イベントはまず屋内でできるトレーニングの指導からスタート。「泳ぐために一番柔らかいと良い場所」という肩甲骨周りの柔軟性を伸ばすストレッチを紹介した。けのびの姿勢から胸を張って両腕を落とす動きなど、オンライン画面で確認しながら挑戦。「こういう動きを泳ぐ前に取り入れると、ストリームラインが取りやすくなるよ」。伊藤さんのアドバイスを聞き、子供たちも真剣な表情で取り組んだ。
続いて行われたのが、半年間の成果発表。用意された「夢達成ノート」に半年間の振り返りとして「成長できたこと、上手くできるようになったこと」「今後の課題」「半年間の感想」を子供たちが記入し、それぞれが発表した。「クロールで腕を大きく回せるようになった」「苦手なことをいっぱい直せた「息継ぎがまだうまくできないので、上手にできるようになりたい」など、これまでとこれからの歩みに視線を向けた。

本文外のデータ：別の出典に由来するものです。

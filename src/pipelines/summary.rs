use std::io::Write;
use std::path::{Path, PathBuf};
use log::{info, warn};
use crate::config::defs::{PipelineError, HISTOGRAM_DIR, HISTOGRAM_EXT, SUMMARY_FILE, SUMMARY_HEADER};
use crate::utils::file::{create_writer, walk_dir};
use crate::utils::histogram::{read_report, HistogramRow};
use crate::utils::stats::{mean, median, weighted_mean};


#[derive(Debug, Clone, PartialEq)]
pub struct SummaryRow {
    pub sample: String,
    pub histogram_file: String,
    pub total_counts: f64,
    pub mean_count: f64,
    pub median_count: f64,
    pub range_of_edges: f64,
    pub weighted_mean: f64,
}

impl SummaryRow {
    /// Statistics over one parsed report. None for a report without rows or
    /// with all-zero counts.
    pub fn from_rows(sample: &str, histogram_file: &str, rows: &[HistogramRow]) -> Option<Self> {
        let (first, last) = (rows.first()?, rows.last()?);
        let counts: Vec<f64> = rows.iter().map(|r| r.count as f64).collect();
        let midpoints: Vec<f64> = rows.iter().map(|r| (r.start + r.end) / 2.0).collect();

        Some(SummaryRow {
            sample: sample.to_string(),
            histogram_file: histogram_file.to_string(),
            total_counts: counts.iter().sum(),
            mean_count: mean(&counts)?,
            median_count: median(&counts)?,
            range_of_edges: last.end - first.start,
            weighted_mean: weighted_mean(&midpoints, &counts)?,
        })
    }

    fn to_line(&self) -> String {
        format!(
            "{}\t{}\t{:.2}\t{:.2}\t{:.2}\t{:.2}\t{:.2}",
            self.sample,
            self.histogram_file,
            self.total_counts,
            self.mean_count,
            self.median_count,
            self.range_of_edges,
            self.weighted_mean
        )
    }
}


/// Collects one row per histogram report found in any `histograms`
/// directory under `root`. The sample name is the name of the directory
/// holding `histograms`. Unreadable or empty reports are skipped with a
/// warning. Rows are sorted by sample, then file name.
pub fn collect_summary(root: &Path) -> Result<Vec<SummaryRow>, PipelineError> {
    let (_, files) = walk_dir(root, HISTOGRAM_EXT, None)?;
    let mut summary = Vec::new();

    for path in files {
        let Some(hist_dir) = path.parent() else { continue };
        if hist_dir.file_name().is_none_or(|name| name != HISTOGRAM_DIR) {
            continue;
        }
        let sample = hist_dir
            .parent()
            .and_then(|p| p.file_name())
            .map(|n| n.to_string_lossy().into_owned())
            .unwrap_or_default();
        let file_name = path
            .file_name()
            .map(|n| n.to_string_lossy().into_owned())
            .unwrap_or_default();

        let rows = match read_report(&path) {
            Ok(rows) => rows,
            Err(e) => {
                warn!("Skipping unreadable histogram {}: {}", path.display(), e);
                continue;
            }
        };
        match SummaryRow::from_rows(&sample, &file_name, &rows) {
            Some(row) => summary.push(row),
            None => warn!("Skipping empty histogram {}", path.display()),
        }
    }

    summary.sort_by(|a, b| a.sample.cmp(&b.sample).then_with(|| a.histogram_file.cmp(&b.histogram_file)));
    Ok(summary)
}

pub fn write_summary(rows: &[SummaryRow], path: &Path) -> Result<(), PipelineError> {
    let mut writer = create_writer(path)?;
    let mut write_all = || -> std::io::Result<()> {
        writeln!(writer, "{}", SUMMARY_HEADER)?;
        for row in rows {
            writeln!(writer, "{}", row.to_line())?;
        }
        writer.flush()
    };
    write_all().map_err(PipelineError::filesystem(path))
}

/// Writes `read_summary_statistics.txt` at `root` covering every histogram
/// report beneath it.
///
/// # Returns
/// Path of the summary file.
pub fn extract_histogram_stats(root: &Path) -> Result<PathBuf, PipelineError> {
    let rows = collect_summary(root)?;
    let output = root.join(SUMMARY_FILE);
    write_summary(&rows, &output)?;
    info!("Summary of {} histogram(s) written to {}", rows.len(), output.display());
    Ok(output)
}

泳ぎを動画でチェックしてきた伊藤さんは個別に技術的なアドバイスを送ったが、それ以上に知ってほしかったのが、この経験が様々な場面で生かせるということ。「うまく行かないこともあったかもしれない。でも、結果が悪くてもチャレンジすることが大事ということを忘れないで」「泳ぎが上達しすることで自分に自信を持てたと思う。学校とか、ほかの場所でも“やればできる”という気持ちを持ってほしい」と説いた。